As more employees file suit against their employers claiming excessive 401(k) fees, perhaps it's time for you to take a closer look at the costs inside your own retirement savings plan.
Two former employees of American Century, with $149.3 billion in assets under management, recently filed suit against the money manager, claiming that the company's use of its own mutual funds in the retirement plan resulted in participants paying "millions of dollars in excess fees."
According to the suit, the plan's total expenses were 48 percent higher than the average retirement plan with similar balances.
"We firmly believe that this suit is without any merit," said Chris Doyle, a spokesman for American Century.
Meanwhile, the case is the latest in a volley of suits filed by employees who allege that their retirement plan fees are too high. Among them are a $62 million settlement against Lockheed Martin, a $27.5 million settlement against Ameriprise Financial, and a $31 million settlement against Massachusetts Mutual Life Insurance.
So how do your retirement plan fees stack up? Are they too high?
Total costs in 401(k) plans have been falling since 2009, according to BrightScope, a provider of retirement plan data. In 2013, the average total plan cost was 0.89 percent of assets, compared to 1.02 percent of assets in 2009.
Participants who suspect their fees are higher than the norm should talk to their employer – known as the plan sponsor – about these costs, said Brooks Herman, head of data and research at BrightScope. The sponsor has a fiduciary responsibility to the retirement plan and its participants.

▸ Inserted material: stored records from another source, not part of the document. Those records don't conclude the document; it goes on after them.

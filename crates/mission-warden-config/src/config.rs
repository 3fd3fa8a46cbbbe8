// crates/mission-warden-config/src/config.rs
// ============================================================================
// Module: Mission Warden Configuration
// Description: Configuration loading and validation for Mission Warden.
// Purpose: Provide strict, fail-closed config parsing with hard limits.
// Dependencies: mission-warden-core, serde, toml
// ============================================================================

//! ## Overview
//! Configuration is loaded from a TOML file with strict size and path limits.
//! Missing or invalid configuration fails closed: a mission must never run
//! under limits the operator did not actually set.

// ============================================================================
// SECTION: Imports
// ============================================================================

use std::collections::BTreeMap;
use std::env;
use std::fs;
use std::path::Path;
use std::path::PathBuf;

use mission_warden_core::AliasTable;
use mission_warden_core::DEFAULT_MAX_RETRIES;
use mission_warden_core::DEFAULT_PARALLELISM;
use mission_warden_core::DEFAULT_TIMEOUT_MS;
use mission_warden_core::DispatcherConfig;
use serde::Deserialize;
use thiserror::Error;

// ============================================================================
// SECTION: Constants
// ============================================================================

/// Default configuration filename when no path is specified.
const DEFAULT_CONFIG_NAME: &str = "mission-warden.toml";
/// Environment variable used to override the config path.
pub(crate) const CONFIG_ENV_VAR: &str = "MISSION_WARDEN_CONFIG";
/// Maximum configuration file size in bytes.
pub(crate) const MAX_CONFIG_FILE_SIZE: usize = 1024 * 1024;
/// Maximum length of a single path component.
pub(crate) const MAX_PATH_COMPONENT_LENGTH: usize = 255;
/// Maximum total path length.
pub(crate) const MAX_TOTAL_PATH_LENGTH: usize = 4096;
/// Maximum retries allowed after the first invocation attempt.
pub(crate) const MAX_RETRY_LIMIT: u32 = 10;
/// Minimum allowed invocation timeout in milliseconds.
pub(crate) const MIN_TIMEOUT_MS: u64 = 100;
/// Maximum allowed invocation timeout in milliseconds.
pub(crate) const MAX_TIMEOUT_MS: u64 = 600_000;
/// Maximum allowed dispatch parallelism.
pub(crate) const MAX_PARALLELISM: usize = 64;
/// Maximum allowed approval wait in milliseconds (24 hours).
pub(crate) const MAX_APPROVAL_WAIT_MS: u64 = 86_400_000;
/// Maximum combined agent and alias entries in the identity section.
pub(crate) const MAX_IDENTITY_ENTRIES: usize = 256;
/// Maximum length of one agent id or alias.
pub(crate) const MAX_AGENT_ID_LENGTH: usize = 128;

// ============================================================================
// SECTION: Configuration Types
// ============================================================================

/// Mission Warden configuration.
#[derive(Debug, Clone, Default, Deserialize)]
pub struct WardenConfig {
    /// Dispatch limit configuration.
    #[serde(default)]
    pub dispatch: DispatchConfig,
    /// Evidence storage configuration.
    #[serde(default)]
    pub evidence: EvidenceConfig,
    /// Identity roster extension configuration.
    #[serde(default)]
    pub identity: IdentityConfig,
}

impl WardenConfig {
    /// Loads configuration from disk using the default resolution rules.
    ///
    /// Resolution order: explicit path, then [`CONFIG_ENV_VAR`], then
    /// [`DEFAULT_CONFIG_NAME`] in the working directory.
    ///
    /// # Errors
    ///
    /// Returns [`ConfigError`] when loading or validation fails.
    pub fn load(path: Option<&Path>) -> Result<Self, ConfigError> {
        let resolved = resolve_path(path)?;
        validate_path(&resolved)?;
        let bytes = fs::read(&resolved).map_err(|err| ConfigError::Io(err.to_string()))?;
        if bytes.len() > MAX_CONFIG_FILE_SIZE {
            return Err(ConfigError::Invalid("config file exceeds size limit".to_string()));
        }
        let content = std::str::from_utf8(&bytes)
            .map_err(|_| ConfigError::Invalid("config file must be utf-8".to_string()))?;
        let config: Self =
            toml::from_str(content).map_err(|err| ConfigError::Parse(err.to_string()))?;
        config.validate()?;
        Ok(config)
    }

    /// Validates the configuration for internal consistency.
    ///
    /// # Errors
    ///
    /// Returns [`ConfigError`] when configuration is invalid.
    pub fn validate(&self) -> Result<(), ConfigError> {
        self.dispatch.validate()?;
        self.evidence.validate()?;
        self.identity.validate()?;
        Ok(())
    }
}

/// Dispatch limit configuration.
#[derive(Debug, Clone, Deserialize)]
pub struct DispatchConfig {
    /// Retries allowed after the first attempt of an invocation.
    #[serde(default = "default_max_retries")]
    pub max_retries: u32,
    /// Timeout handed to adapters on every invocation, in milliseconds.
    #[serde(default = "default_timeout_ms")]
    pub timeout_ms: u64,
    /// Upper bound on concurrent invocations.
    #[serde(default = "default_parallelism")]
    pub parallelism: usize,
    /// Optional window, in milliseconds, the host polls the mandate source
    /// for approval after a run suspends. Unset disables the wait and
    /// surfaces the suspension immediately.
    #[serde(default)]
    pub approval_wait_ms: Option<u64>,
}

impl Default for DispatchConfig {
    fn default() -> Self {
        Self {
            max_retries: default_max_retries(),
            timeout_ms: default_timeout_ms(),
            parallelism: default_parallelism(),
            approval_wait_ms: None,
        }
    }
}

impl DispatchConfig {
    /// Validates dispatch configuration.
    fn validate(&self) -> Result<(), ConfigError> {
        if self.max_retries > MAX_RETRY_LIMIT {
            return Err(ConfigError::Invalid(format!(
                "dispatch.max_retries must be at most {MAX_RETRY_LIMIT}"
            )));
        }
        if self.timeout_ms < MIN_TIMEOUT_MS || self.timeout_ms > MAX_TIMEOUT_MS {
            return Err(ConfigError::Invalid(format!(
                "dispatch.timeout_ms must be between {MIN_TIMEOUT_MS} and {MAX_TIMEOUT_MS}"
            )));
        }
        if self.parallelism == 0 {
            return Err(ConfigError::Invalid(
                "dispatch.parallelism must be at least 1".to_string(),
            ));
        }
        if self.parallelism > MAX_PARALLELISM {
            return Err(ConfigError::Invalid(format!(
                "dispatch.parallelism must be at most {MAX_PARALLELISM}"
            )));
        }
        if let Some(wait) = self.approval_wait_ms {
            if wait > MAX_APPROVAL_WAIT_MS {
                return Err(ConfigError::Invalid(format!(
                    "dispatch.approval_wait_ms must be at most {MAX_APPROVAL_WAIT_MS}"
                )));
            }
        }
        Ok(())
    }

    /// Converts the validated section into dispatcher limits.
    #[must_use]
    pub const fn dispatcher_config(&self) -> DispatcherConfig {
        DispatcherConfig {
            max_retries: self.max_retries,
            timeout_ms: self.timeout_ms,
            parallelism: self.parallelism,
        }
    }
}

/// Evidence storage configuration.
#[derive(Debug, Clone, Deserialize)]
pub struct EvidenceConfig {
    /// Root directory under which bundles are stored.
    #[serde(default = "default_evidence_root")]
    pub root: PathBuf,
    /// Root directory against which artifact paths resolve.
    #[serde(default = "default_artifact_root")]
    pub artifact_root: PathBuf,
}

impl Default for EvidenceConfig {
    fn default() -> Self {
        Self {
            root: default_evidence_root(),
            artifact_root: default_artifact_root(),
        }
    }
}

impl EvidenceConfig {
    /// Validates evidence storage configuration.
    fn validate(&self) -> Result<(), ConfigError> {
        validate_path_string("evidence.root", &self.root.to_string_lossy())?;
        validate_path_string("evidence.artifact_root", &self.artifact_root.to_string_lossy())?;
        Ok(())
    }
}

/// Identity roster extension configuration.
///
/// Entries here extend the built-in department roster; the combined table is
/// still subject to the alias table build-time invariants.
#[derive(Debug, Clone, Default, Deserialize)]
pub struct IdentityConfig {
    /// Additional canonical agent ids.
    #[serde(default)]
    pub agents: Vec<String>,
    /// Additional alias to canonical-id pairs.
    #[serde(default)]
    pub aliases: BTreeMap<String, String>,
}

impl IdentityConfig {
    /// Validates identity extension configuration.
    fn validate(&self) -> Result<(), ConfigError> {
        let total = self.agents.len() + self.aliases.len();
        if total > MAX_IDENTITY_ENTRIES {
            return Err(ConfigError::Invalid(format!(
                "identity section exceeds {MAX_IDENTITY_ENTRIES} entries"
            )));
        }
        for agent in &self.agents {
            validate_identity_entry("identity.agents", agent)?;
        }
        for (alias, target) in &self.aliases {
            validate_identity_entry("identity.aliases", alias)?;
            validate_identity_entry("identity.aliases", target)?;
        }
        Ok(())
    }

    /// Builds the effective alias table: department roster plus extensions.
    ///
    /// # Errors
    ///
    /// Returns [`ConfigError::Invalid`] when an entry duplicates or shadows a
    /// roster entry, or an alias targets an unknown agent.
    pub fn alias_table(&self) -> Result<AliasTable, ConfigError> {
        let mut builder = AliasTable::department_builder();
        for agent in &self.agents {
            builder = builder.agent(agent.trim());
        }
        for (alias, target) in &self.aliases {
            builder = builder.alias(alias.trim(), target.trim());
        }
        builder
            .build()
            .map_err(|err| ConfigError::Invalid(format!("identity table: {err}")))
    }
}

// ============================================================================
// SECTION: Errors
// ============================================================================

/// Configuration loading or validation errors.
#[derive(Debug, Error)]
pub enum ConfigError {
    /// I/O failure while reading configuration.
    #[error("config io error: {0}")]
    Io(String),
    /// TOML parsing error.
    #[error("config parse error: {0}")]
    Parse(String),
    /// Invalid configuration data.
    #[error("invalid config: {0}")]
    Invalid(String),
}

// ============================================================================
// SECTION: Helpers
// ============================================================================

/// Resolves the config path from CLI or environment defaults.
fn resolve_path(path: Option<&Path>) -> Result<PathBuf, ConfigError> {
    if let Some(path) = path {
        return Ok(path.to_path_buf());
    }
    if let Ok(env_path) = env::var(CONFIG_ENV_VAR) {
        if env_path.len() > MAX_TOTAL_PATH_LENGTH {
            return Err(ConfigError::Invalid("config path exceeds max length".to_string()));
        }
        return Ok(PathBuf::from(env_path));
    }
    Ok(PathBuf::from(DEFAULT_CONFIG_NAME))
}

/// Validates the resolved path against security limits.
fn validate_path(path: &Path) -> Result<(), ConfigError> {
    let text = path.to_string_lossy();
    if text.len() > MAX_TOTAL_PATH_LENGTH {
        return Err(ConfigError::Invalid("config path exceeds max length".to_string()));
    }
    for component in path.components() {
        let value = component.as_os_str().to_string_lossy();
        if value.len() > MAX_PATH_COMPONENT_LENGTH {
            return Err(ConfigError::Invalid("config path component too long".to_string()));
        }
    }
    Ok(())
}

/// Validates a path string against length constraints.
fn validate_path_string(field: &str, value: &str) -> Result<(), ConfigError> {
    let trimmed = value.trim();
    if trimmed.is_empty() {
        return Err(ConfigError::Invalid(format!("{field} must be non-empty")));
    }
    if trimmed.len() > MAX_TOTAL_PATH_LENGTH {
        return Err(ConfigError::Invalid(format!("{field} exceeds max length")));
    }
    let path = Path::new(trimmed);
    for component in path.components() {
        let component_value = component.as_os_str().to_string_lossy();
        if component_value.len() > MAX_PATH_COMPONENT_LENGTH {
            return Err(ConfigError::Invalid(format!("{field} path component too long")));
        }
    }
    Ok(())
}

/// Validates one identity entry against length constraints.
fn validate_identity_entry(field: &str, value: &str) -> Result<(), ConfigError> {
    let trimmed = value.trim();
    if trimmed.is_empty() {
        return Err(ConfigError::Invalid(format!("{field} entries must be non-empty")));
    }
    if trimmed.len() > MAX_AGENT_ID_LENGTH {
        return Err(ConfigError::Invalid(format!(
            "{field} entries must be at most {MAX_AGENT_ID_LENGTH} characters"
        )));
    }
    Ok(())
}

/// Default retries after the first attempt.
pub(crate) const fn default_max_retries() -> u32 {
    DEFAULT_MAX_RETRIES
}

/// Default invocation timeout in milliseconds.
pub(crate) const fn default_timeout_ms() -> u64 {
    DEFAULT_TIMEOUT_MS
}

/// Default dispatch parallelism.
pub(crate) const fn default_parallelism() -> usize {
    DEFAULT_PARALLELISM
}

/// Default evidence bundle root directory.
pub(crate) fn default_evidence_root() -> PathBuf {
    PathBuf::from("evidence")
}

/// Default artifact root directory.
pub(crate) fn default_artifact_root() -> PathBuf {
    PathBuf::from(".")
}

// ============================================================================
// SECTION: Tests
// ============================================================================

Employees need to get an understanding of the different fees in their retirement plan, said Dave Goldman, director of business development at FeeX.
FeeX is a service that researches fees within IRAs, retirement plans and brokerage accounts, while BrightScope rates retirement plans based on fees, company generosity and other metrics. Both can help you better understand your plan's costs.

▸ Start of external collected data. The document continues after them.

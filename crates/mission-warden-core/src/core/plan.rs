// crates/mission-warden-core/src/core/plan.rs
// ============================================================================
// Module: Mission Warden Execution Plans
// Description: Compiled, deterministically ordered task graphs.
// Purpose: Provide the stable plan schema walked by the dispatcher.
// Dependencies: crate::core::{hashing, identifiers, mandate, mission}, serde
// ============================================================================

//! ## Overview
//! An execution plan is the compiler's output: loop-expanded tasks in
//! topological order with the deterministic tie-break applied, each node
//! carrying its resolved agent identity, dependencies, risk tier, and any
//! attached gate. Identical (document, seed) inputs compile to byte-identical
//! plans, so the canonical form is the basis for dry-run diffing.

// ============================================================================
// SECTION: Imports
// ============================================================================

use serde::Deserialize;
use serde::Serialize;
use serde_json::Map;
use serde_json::Value;

use crate::core::hashing::DEFAULT_HASH_ALGORITHM;
use crate::core::hashing::HashAlgorithm;
use crate::core::hashing::HashDigest;
use crate::core::hashing::HashError;
use crate::core::identifiers::AgentHandle;
use crate::core::identifiers::CanonicalAgentId;
use crate::core::identifiers::GateId;
use crate::core::identifiers::MissionId;
use crate::core::identifiers::TaskId;
use crate::core::identifiers::TemplateTaskId;
use crate::core::identifiers::ToolName;
use crate::core::mandate::RiskTier;
use crate::core::mission::GateAction;
use crate::core::mission::GateCondition;

// ============================================================================
// SECTION: Execution Plan
// ============================================================================

/// Deterministic, ordered task graph produced by compilation.
///
/// # Invariants
/// - `tasks` is in topological order; ties broken by (source order, derived
///   task id), never by unordered iteration.
/// - Every dependency id references an earlier entry in `tasks`.
/// - `document_hash` is the canonical hash of the source mission document.
#[derive(Debug, Clone, PartialEq, Serialize, Deserialize)]
pub struct ExecutionPlan {
    /// Mission identifier from the source document.
    pub mission_id: MissionId,
    /// Seed the derived task identifiers were generated from.
    pub seed: u64,
    /// Canonical hash of the source mission document.
    pub document_hash: HashDigest,
    /// Planned tasks in execution order.
    pub tasks: Vec<PlannedTask>,
}

impl ExecutionPlan {
    /// Returns the canonical byte form of the plan (RFC 8785).
    ///
    /// Two compilations of identical inputs produce identical bytes; hosts
    /// diff this form between dry-run and execution for audit.
    ///
    /// # Errors
    ///
    /// Returns [`HashError::Canonicalization`] when serialization fails.
    pub fn canonical_bytes(&self) -> Result<Vec<u8>, HashError> {
        crate::core::hashing::canonical_json_bytes(self)
    }

    /// Computes the canonical hash of the plan.
    ///
    /// # Errors
    ///
    /// Returns [`HashError::Canonicalization`] when serialization fails.
    pub fn content_hash(&self) -> Result<HashDigest, HashError> {
        crate::core::hashing::hash_canonical_json(DEFAULT_HASH_ALGORITHM, self)
    }

    /// Computes the canonical hash using a specific algorithm.
    ///
    /// # Errors
    ///
    /// Returns [`HashError::Canonicalization`] when serialization fails.
    pub fn content_hash_with(&self, algorithm: HashAlgorithm) -> Result<HashDigest, HashError> {
        crate::core::hashing::hash_canonical_json(algorithm, self)
    }

    /// Looks up a planned task by derived identifier.
    #[must_use]
    pub fn task(&self, task_id: &TaskId) -> Option<&PlannedTask> {
        self.tasks.iter().find(|task| task.task_id == *task_id)
    }

    /// Returns the number of planned tasks.
    #[must_use]
    pub fn len(&self) -> usize {
        self.tasks.len()
    }

    /// Returns true when the plan contains no tasks.
    #[must_use]
    pub fn is_empty(&self) -> bool {
        self.tasks.is_empty()
    }
}

// ============================================================================
// SECTION: Planned Tasks
// ============================================================================

/// One node of an execution plan.
///
/// # Invariants
/// - `depends_on` holds derived identifiers resolved against the expanded
///   graph, not declared template identifiers.
/// - `position` equals the node's index within [`ExecutionPlan::tasks`].
#[derive(Debug, Clone, PartialEq, Serialize, Deserialize)]
pub struct PlannedTask {
    /// Derived task identifier (declared id for non-loop tasks).
    pub task_id: TaskId,
    /// Declared template identifier this node expanded from.
    pub template_id: TemplateTaskId,
    /// Loop iteration index when the node came from a loop expansion.
    pub iteration: Option<u32>,
    /// Agent handle exactly as declared in the document.
    pub agent_handle: AgentHandle,
    /// Canonical agent identity resolved at compile time.
    pub agent: CanonicalAgentId,
    /// Task inputs with loop bindings applied.
    pub inputs: Map<String, Value>,
    /// Derived identifiers of tasks that must execute first.
    pub depends_on: Vec<TaskId>,
    /// Declared risk tier.
    pub risk_tier: RiskTier,
    /// External tool the task declared, lifted for policy evaluation.
    pub required_tool: Option<ToolName>,
    /// Declared position within the source document.
    pub source_order: usize,
    /// Position within the topological order.
    pub position: usize,
    /// Gate attached to this node, if any.
    pub gate: Option<PlannedGate>,
}

/// Gate recorded on a plan node.
///
/// Execution semantics belong to the dispatcher; the compiler only records
/// the condition and failure action here.
#[derive(Debug, Clone, PartialEq, Eq, Serialize, Deserialize)]
pub struct PlannedGate {
    /// Declared gate identifier, when the document assigned one.
    pub id: Option<GateId>,
    /// Condition evaluated after the guarded task executes.
    pub condition: GateCondition,
    /// Action applied when the gate fails.
    pub on_failure: GateAction,
}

"A lot of the plan fees are hidden, so it's not just expense ratios," Goldman said. Those additional items include administration fees and record-keeping fees, among other costs.

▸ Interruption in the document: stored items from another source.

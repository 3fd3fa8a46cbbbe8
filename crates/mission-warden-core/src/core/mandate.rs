// crates/mission-warden-core/src/core/mandate.rs
// ============================================================================
// Module: Mission Warden Mandate Model
// Description: Authorization context and risk tiers governing a mission run.
// Purpose: Provide the stable mandate schema consumed by the policy gate engine.
// Dependencies: serde
// ============================================================================

//! ## Overview
//! A mandate is the authorization context for one mission invocation. It is
//! created once, frozen into the evidence bundle as a snapshot, and mutable
//! only through `approval_status` transitions driven by an external approver.
//! Risk tiers order tasks from unrestricted (R0) to highest risk (R4).

// ============================================================================
// SECTION: Imports
// ============================================================================

use serde::Deserialize;
use serde::Serialize;

use crate::core::identifiers::ToolName;

// ============================================================================
// SECTION: Risk Tiers
// ============================================================================

/// Ordinal risk tier declared on tasks and mandates.
///
/// # Invariants
/// - Ordering follows declaration order: `R0 < R1 < R2 < R3 < R4`.
/// - Variants are stable for serialization and contract matching.
#[derive(Debug, Clone, Copy, PartialEq, Eq, PartialOrd, Ord, Hash, Serialize, Deserialize)]
pub enum RiskTier {
    /// Unrestricted default tier.
    R0,
    /// Low risk; subject to tool allowlisting.
    R1,
    /// Moderate risk; requires a present mandate.
    R2,
    /// High risk; requires an approved mandate.
    R3,
    /// Highest risk; requires an approved mandate.
    R4,
}

impl RiskTier {
    /// Returns the tier as its canonical string form.
    #[must_use]
    pub const fn as_str(&self) -> &'static str {
        match self {
            Self::R0 => "R0",
            Self::R1 => "R1",
            Self::R2 => "R2",
            Self::R3 => "R3",
            Self::R4 => "R4",
        }
    }

    /// Returns true when the tier demands explicit approval (R3 and above).
    #[must_use]
    pub const fn requires_approval(&self) -> bool {
        matches!(self, Self::R3 | Self::R4)
    }

    /// Returns true when the tier demands a present mandate (R2 and above).
    #[must_use]
    pub const fn requires_mandate(&self) -> bool {
        matches!(self, Self::R2 | Self::R3 | Self::R4)
    }
}

impl std::fmt::Display for RiskTier {
    fn fmt(&self, f: &mut std::fmt::Formatter<'_>) -> std::fmt::Result {
        f.write_str(self.as_str())
    }
}

impl Default for RiskTier {
    fn default() -> Self {
        Self::R0
    }
}

// ============================================================================
// SECTION: Approval Status
// ============================================================================

/// Approval lifecycle state of a mandate.
///
/// # Invariants
/// - Only an external approver mutates this field after mandate creation.
/// - Variants are stable for serialization and contract matching.
#[derive(Debug, Clone, Copy, PartialEq, Eq, Serialize, Deserialize)]
#[serde(rename_all = "kebab-case")]
pub enum ApprovalStatus {
    /// Approval is not required for this mandate.
    NotRequired,
    /// Approval was requested and is awaiting a decision.
    Pending,
    /// An approver granted the mandate.
    Approved,
    /// An approver rejected the mandate.
    Rejected,
}

impl ApprovalStatus {
    /// Returns true when the status is `pending`.
    #[must_use]
    pub const fn is_pending(&self) -> bool {
        matches!(self, Self::Pending)
    }

    /// Returns true when the status is `approved`.
    #[must_use]
    pub const fn is_approved(&self) -> bool {
        matches!(self, Self::Approved)
    }

    /// Returns true when the status is `rejected`.
    #[must_use]
    pub const fn is_rejected(&self) -> bool {
        matches!(self, Self::Rejected)
    }
}

// ============================================================================
// SECTION: Mandate
// ============================================================================

/// Authorization context for one mission invocation.
///
/// # Invariants
/// - Immutable after creation except for `approval_status` transitions.
/// - `risk_tier` is the ceiling the mandate authorizes; tasks above it are
///   denied by the policy gate engine.
/// - An empty `tool_allowlist` means unrestricted tool access.
#[derive(Debug, Clone, PartialEq, Eq, Serialize, Deserialize)]
#[serde(deny_unknown_fields)]
pub struct Mandate {
    /// Human-readable intent for the mission run.
    pub intent: String,
    /// Highest risk tier this mandate authorizes.
    pub risk_tier: RiskTier,
    /// Permitted external tools; empty means unrestricted.
    #[serde(default)]
    pub tool_allowlist: Vec<ToolName>,
    /// Optional spend ceiling in whole cost units reported by agent adapters.
    #[serde(default)]
    pub budget_limit: Option<u64>,
    /// Approval lifecycle state.
    pub approval_status: ApprovalStatus,
}

impl Mandate {
    /// Returns true when the allowlist permits the given tool.
    ///
    /// An empty allowlist permits every tool.
    #[must_use]
    pub fn allows_tool(&self, tool: &ToolName) -> bool {
        self.tool_allowlist.is_empty() || self.tool_allowlist.contains(tool)
    }
}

"Research and look into alternatives, and go back to the [plan service] provider to get an explanation of the fees and discounts," Goldman said.
If you're no longer employed at the company that's overseeing your plan, consider the pros and cons of a rollover to an IRA or your current employer's 401(k) plan, if one is offered. Large plans have access to institutional share classes, which are generally cheaper than retail share classes. However, you may still be paying more to remain in the plan if you consider administration fees and record-keeping costs.
"It starts with understanding what you're paying," Goldman said. "We're not against fees, but we're for transparency."